FILE – A nurse works on a computer while caring for a COVID-19 patient in Los Angeles. Hospital systems across the country are starting to charge patients for some of the messages they send to doctors, as doctors say they are increasingly spending time researching online inquiries, some of which are so complex they require a level of medical expertise normally required for a doctor’s appointment. (AP Photo/Jae C. Hong, File)
While it is well known that the COVID-19 pandemic has dramatically increased mortality rates among older adults, little attention has been paid to its impact on people with disabilities. A new study published in Health Affairs Scholar shows that the pandemic has had a devastating effect on people with disabilities.
Over the first two years of the pandemic, there were approximately 260,000 excess deaths among people with disabilities. These excess deaths accounted for 26% of all excess deaths in the US from the virus.
Patterns in the data suggest that people with disabilities have been at higher risk throughout the pandemic.

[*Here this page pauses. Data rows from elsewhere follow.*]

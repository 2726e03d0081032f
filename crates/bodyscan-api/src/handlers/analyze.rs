use std::sync::Arc;

use axum::{extract::State, Json};
use bodyscan_analysis::{AnalysisOutcome, MAX_ANGLES};
use bodyscan_core::models::{AnalysisResult, PhotoType};
use bodyscan_core::AppError;
use serde::{Deserialize, Serialize};
use utoipa::ToSchema;

use crate::error::{ErrorResponse, HttpAppError, ValidatedJson};
use crate::extract::Owner;
use crate::state::AppState;

#[derive(Debug, Deserialize, ToSchema)]
pub struct AnalyzeRequest {
    /// Filename returned by the upload endpoint
    pub filename: String,
    /// Replaces the default instruction when non-blank
    #[serde(default)]
    pub prompt: Option<String>,
}

#[derive(Debug, Deserialize, ToSchema)]
pub struct MultiAngleRequest {
    pub filenames: Vec<String>,
    /// Angle of each photo, in the same order as `filenames`. Unlabelled photos count as `other`.
    #[serde(default)]
    pub photo_types: Option<Vec<PhotoType>>,
    #[serde(default)]
    pub prompt: Option<String>,
}

#[derive(Debug, Serialize, ToSchema)]
pub struct AnalysisResponse {
    pub result: AnalysisResult,
    pub analysis_duration_ms: u64,
    /// `openai` or `anthropic`
    pub provider: String,
    pub model: String,
}

impl From<AnalysisOutcome> for AnalysisResponse {
    fn from(outcome: AnalysisOutcome) -> Self {
        Self {
            result: outcome.result,
            analysis_duration_ms: outcome.elapsed_ms,
            provider: outcome.provider.as_str().to_string(),
            model: outcome.model,
        }
    }
}

/// Analyze a stored photo
#[utoipa::path(
    post,
    path = "/api/analyze",
    tag = "analysis",
    params(("X-User-Id" = String, Header, description = "Owner of the photo")),
    request_body = AnalyzeRequest,
    responses(
        (status = 200, description = "Accepted analysis", body = AnalysisResponse),
        (status = 401, description = "Missing X-User-Id", body = ErrorResponse),
        (status = 404, description = "Photo not found", body = ErrorResponse),
        (status = 422, description = "Result failed the acceptance check", body = ErrorResponse),
        (status = 502, description = "Provider failure or malformed reply", body = ErrorResponse)
    )
)]
#[tracing::instrument(skip(state, owner, request), fields(owner = %owner.as_str(), filename = %request.filename))]
pub async fn analyze_photo(
    State(state): State<Arc<AppState>>,
    owner: Owner,
    ValidatedJson(request): ValidatedJson<AnalyzeRequest>,
) -> Result<Json<AnalysisResponse>, HttpAppError> {
    let image = state
        .pipeline
        .load_for_analysis(owner.as_str(), &request.filename)
        .await?;
    let outcome = state
        .analysis
        .analyze_body_composition(image, request.prompt.as_deref())
        .await?;

    Ok(Json(outcome.into()))
}

/// Analyze several photos of the same person together
#[utoipa::path(
    post,
    path = "/api/analyze/multi-angle",
    tag = "analysis",
    params(("X-User-Id" = String, Header, description = "Owner of the photos")),
    request_body = MultiAngleRequest,
    responses(
        (status = 200, description = "Accepted analysis", body = AnalysisResponse),
        (status = 400, description = "Wrong number of photos", body = ErrorResponse),
        (status = 404, description = "Photo not found", body = ErrorResponse),
        (status = 422, description = "Result failed the acceptance check", body = ErrorResponse),
        (status = 502, description = "Provider failure or malformed reply", body = ErrorResponse)
    )
)]
#[tracing::instrument(skip(state, owner, request), fields(owner = %owner.as_str(), photos = request.filenames.len()))]
pub async fn analyze_multi_angle(
    State(state): State<Arc<AppState>>,
    owner: Owner,
    ValidatedJson(request): ValidatedJson<MultiAngleRequest>,
) -> Result<Json<AnalysisResponse>, HttpAppError> {
    let count = request.filenames.len();
    if count == 0 || count > MAX_ANGLES {
        return Err(AppError::InvalidInput(format!(
            "Provide between 1 and {} filenames, got {}",
            MAX_ANGLES, count
        ))
        .into());
    }
    let photo_types = match request.photo_types {
        Some(types) if types.len() != count => {
            return Err(AppError::InvalidInput(format!(
                "photo_types has {} entries but {} filenames were given",
                types.len(),
                count
            ))
            .into())
        }
        Some(types) => types,
        None => vec![PhotoType::Other; count],
    };

    let mut images = Vec::with_capacity(count);
    for (filename, photo_type) in request.filenames.iter().zip(photo_types) {
        let image = state
            .pipeline
            .load_for_analysis(owner.as_str(), filename)
            .await?;
        images.push((photo_type, image));
    }

    let outcome = state
        .analysis
        .analyze_multi_angle(images, request.prompt.as_deref())
        .await?;

    Ok(Json(outcome.into()))
}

When the virus first hit New York City in the spring of 2020, the probability (or risk) of death for people with disabilities immediately soared. In April 2020, the death rate for people with disabilities in New York and the surrounding area was three times higher than it had been just a year earlier in April 2019. Strikingly, for people with disabilities residing in nursing homes or other institutions in the New York area, the risk of death was seven times higher in April 2020 than it had been a year earlier.
Additionally, across all regions of the United States, people with disabilities experienced significantly higher mortality rates during the winter of 2020-2021 and when the delta and omicron variants emerged in 2021.
The findings have important implications for how the United States responds to current and future health emergencies.
Although people with disabilities do not typically have a single disability, communication from the federal government (through the media) about COVID-19 and other viruses does not reflect this reality. Take, for example, this PBS report on CDC guidance on COVID-19 booster shots:
“[T]The CDC recommended vaccination for everyone aged 6 months and older, but urged people in high-risk groups, such as older adults and those with weakened immune systems, to get vaccinated as an added layer of protection against severe illness, hospitalization, and death.”
Many people with disabilities whose primary disability is mental or intellectual do not necessarily consider themselves immunocompromised, but they often have co-existing physical health conditions that are linked to a weakened immune system. Indeed, my research has found that people whose primary disability is mental (such as severe depression) are disproportionately more likely to die from COVID-19.
Governments need to start consistently using language that specifically warns people with disabilities about the significantly greater risk of serious outcomes from COVID-19 and other viruses, regardless of whether they have a primary disability.
In addition to improving the language of their communications, governments need to focus their communications directly on individuals, rather than assuming that general media messages will reach high-risk groups.
My research focuses on people who receive benefits from the Social Security Administration’s disability program. Why is that relevant? The Social Security Administration (SSA) has contact information for these individuals, including their mailing addresses. SSA is partnering with federal health agencies to provide objective information about vaccines and treatments in easy-to-understand language and can easily mail notifications to these individuals.
Direct mail communications are likely to be much more effective than general public communications via the internet and social media, and they may also be less polarizing than personality-driven communications, such as those used by political leaders to raise awareness of vaccines.
Beyond communication, the federal government must proactively embrace the recent official designation by the National Institutes of Health (NIH) that people with disabilities are a group with “health disparities,” a designation the NIH aims to encourage (and fund) research on people with disabilities.
In particular, the NIH designation is intended to promote research into how race, ethnicity, and socioeconomic status interact with disabilities to cause poor health outcomes, and the government can effectively advance this goal by simply releasing additional data to the research community.
For example, the SSA maintains two versions of its Disability Analysis File (DAF): an internal version and a public version. Both files contain a wealth of data examining the health status of people with documented disabilities, but only the internal version contains data about an individual’s race.
Why can’t researchers at universities, think tanks, and public policy organizations access the racial data that’s already been collected, which would surely generate a vast literature on race, disability, health, and public policy and help the United States prepare for future health emergencies?
Moreover, SSA’s programs include very large Social Security-based retirement and survivorship programs that serve older Americans, yet the agency produces very little public research data on these individuals.SSA should create something similar to the DAF for its programs that serve older adults.
Geriatric Analysis Files would be inexpensive for SSA to create because the underlying data already exists in the agency’s systems of record, and such a file would transform research on the older population in the U.S. Creation of such a file by SSA would also enable research on specific groups within the older population that have known health problems and are of great concern to Congress, such as those who reside in institutions and the very elderly.
Dr. David A. Weaver is an economist and retired federal employee who has written numerous studies on Social Security. His views do not necessarily reflect those of any organization.